One change I've noticed with the Lync 2013 CU3 (October 2013) Edge server update is how it validates trusted FQDNs found in the topology. Specifically, a FQDN can now either be configured a hosting provider or a federated partner's Access Edge address, but not both.
Under normal circumstances this shouldn't pose an issue, but the Lync Control Panel will not prevent an administrator from performing this configuration. And until CU3, the services didn't seem to care either way.
As an example, the proper way to allow Lync Mobile push notifications for Windows Phone clients (and Lync 2010 iOS clients), has always been to define sipfed.online.lync.com as a hosting provider like in this screenshot.

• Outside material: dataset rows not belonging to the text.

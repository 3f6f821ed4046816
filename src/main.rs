use anyhow::Result;
use std::io::{self, Write};
use std::path::Path;

use billing_data_tools::{
    load_patients, load_payment_records, write_billing_script, BillingSynthesizer,
};

fn main() -> Result<()> {
    // Fixed input directory shared with validate-csv
    let csv_dir = Path::new("csv_generated");

    let patients = load_patients(&csv_dir.join("patients.csv"))?;
    let records = load_payment_records(&csv_dir.join("payment_records.csv"))?;

    let mut synthesizer = BillingSynthesizer::new(rand::thread_rng());
    let rows = synthesizer.synthesize(&patients, &records)?;

    // stdout carries nothing but the SQL script
    let stdout = io::stdout();
    let mut out = stdout.lock();
    write_billing_script(&mut out, &rows)?;
    out.flush()?;

    Ok(())
}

The partner push.lync.com should then be defined as a SIP Federated Domain with no Access Edge service specified. But, if an administrator did accidentally specify sipfed.online.lync.com as the Access Edge service FQDN, like in the screenshot here, it had no negative impact on the configuration.
Until CU3 this didn't present a problem. But after applying CU3 on an Edge server you'll find the Access Edge service will no longer start. Event 14517 will be logged after it fails:
The server configuration validation mechanism detected some serious problems.

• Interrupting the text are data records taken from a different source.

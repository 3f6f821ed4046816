// validate-csv: pre-import referential integrity report over csv_generated/
// Findings are diagnostics only; the process always completes normally.

use billing_data_tools::IntegrityChecker;

fn main() {
    IntegrityChecker::new("csv_generated").run();
}
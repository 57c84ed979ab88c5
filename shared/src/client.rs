//! Client-related types shared between the API client and the console
//!
//! Request/response bodies of the auth endpoints.

use serde::{Deserialize, Serialize};

use crate::permissions::{self, Permission, Role};
use crate::serde_helpers::{null_as_default, string_or_number};

// =============================================================================
// Auth API DTOs
// =============================================================================

/// Login request (`POST auth/login/`)
#[derive(Debug, Clone, Serialize, Deserialize)]
pub struct LoginRequest {
    pub username: String,
    pub password: String,
}

/// Login response body
///
/// The backend answers `{success: true, access_token, refresh_token, user}`
/// or `{success: false, message}`.
#[derive(Debug, Clone, Serialize, Deserialize)]
pub struct LoginResponse {
    pub success: bool,
    #[serde(default)]
    pub access_token: Option<String>,
    #[serde(default)]
    pub refresh_token: Option<String>,
    #[serde(default)]
    pub user: Option<UserInfo>,
    #[serde(default)]
    pub message: Option<String>,
}

/// Logout request: the refresh token to revoke server-side
#[derive(Debug, Clone, Serialize, Deserialize)]
pub struct LogoutRequest {
    pub refresh: Option<String>,
}

/// Authenticated user identity
#[derive(Debug, Clone, PartialEq, Eq, Serialize, Deserialize)]
pub struct UserInfo {
    #[serde(deserialize_with = "string_or_number")]
    pub id: String,
    #[serde(default, alias = "username")]
    pub name: String,
    #[serde(default)]
    pub email: String,
    #[serde(default, deserialize_with = "null_as_default")]
    pub roles: Vec<String>,
    #[serde(default)]
    pub is_superuser: bool,
}

impl UserInfo {
    /// Roles the console knows about. Unknown role names are skipped.
    pub fn known_roles(&self) -> impl Iterator<Item = Role> + '_ {
        self.roles.iter().filter_map(|r| r.parse().ok())
    }

    pub fn has_role(&self, role: &str) -> bool {
        self.roles.iter().any(|r| r == role)
    }

    /// Union of the permissions granted by every role the user holds
    pub fn permissions(&self) -> Vec<Permission> {
        permissions::permissions_for(self.known_roles())
    }
}

#[cfg(test)]
mod tests {
    use super::*;

    #[test]
    fn test_login_response_success() {
        let body = r#"{
            "success": true,
            "access_token": "tok1",
            "refresh_token": "ref1",
            "user": {"id": 1, "roles": ["admin"]}
        }"#;
        let resp: LoginResponse = serde_json::from_str(body).unwrap();
        assert!(resp.success);
        assert_eq!(resp.access_token.as_deref(), Some("tok1"));
        let user = resp.user.unwrap();
        assert_eq!(user.id, "1");
        assert_eq!(user.roles, vec!["admin".to_string()]);
        assert!(!user.is_superuser);
    }

    #[test]
    fn test_login_response_failure() {
        let resp: LoginResponse =
            serde_json::from_str(r#"{"success": false, "message": "Invalid email or password"}"#)
                .unwrap();
        assert!(!resp.success);
        assert!(resp.user.is_none());
        assert_eq!(resp.message.as_deref(), Some("Invalid email or password"));
    }

    #[test]
    fn test_user_permissions_union() {
        let user = UserInfo {
            id: "1".into(),
            name: "Admin User".into(),
            email: "admin@cybercobra.gov".into(),
            roles: vec!["admin".into(), "operator".into(), "auditor".into()],
            is_superuser: true,
        };
        let perms = user.permissions();
        assert!(perms.contains(&Permission::ManageUsers));
        assert!(perms.contains(&Permission::ManageCameras));
        assert!(!perms.contains(&Permission::ViewPublicData));
        // manage_zones is granted by both roles but listed once
        assert_eq!(
            perms.iter().filter(|p| **p == Permission::ManageZones).count(),
            1
        );
    }
}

The server at FQDN [sipfed.online.lync.com] is configured as both type 'allowed partner server' and type 'IM service provider' .
The solution here is to make sure any hosting providers, such as Lync Online, are not also defined as the Access Edge address for a SIP federated domain. This issue isn't unique to push.lync.com - it applies to any Office 365 tenants specified as a SIP federated domain.
Make sure you validate your hosting provider and federated domain configurations prior to deploying CU3 on an Edge server.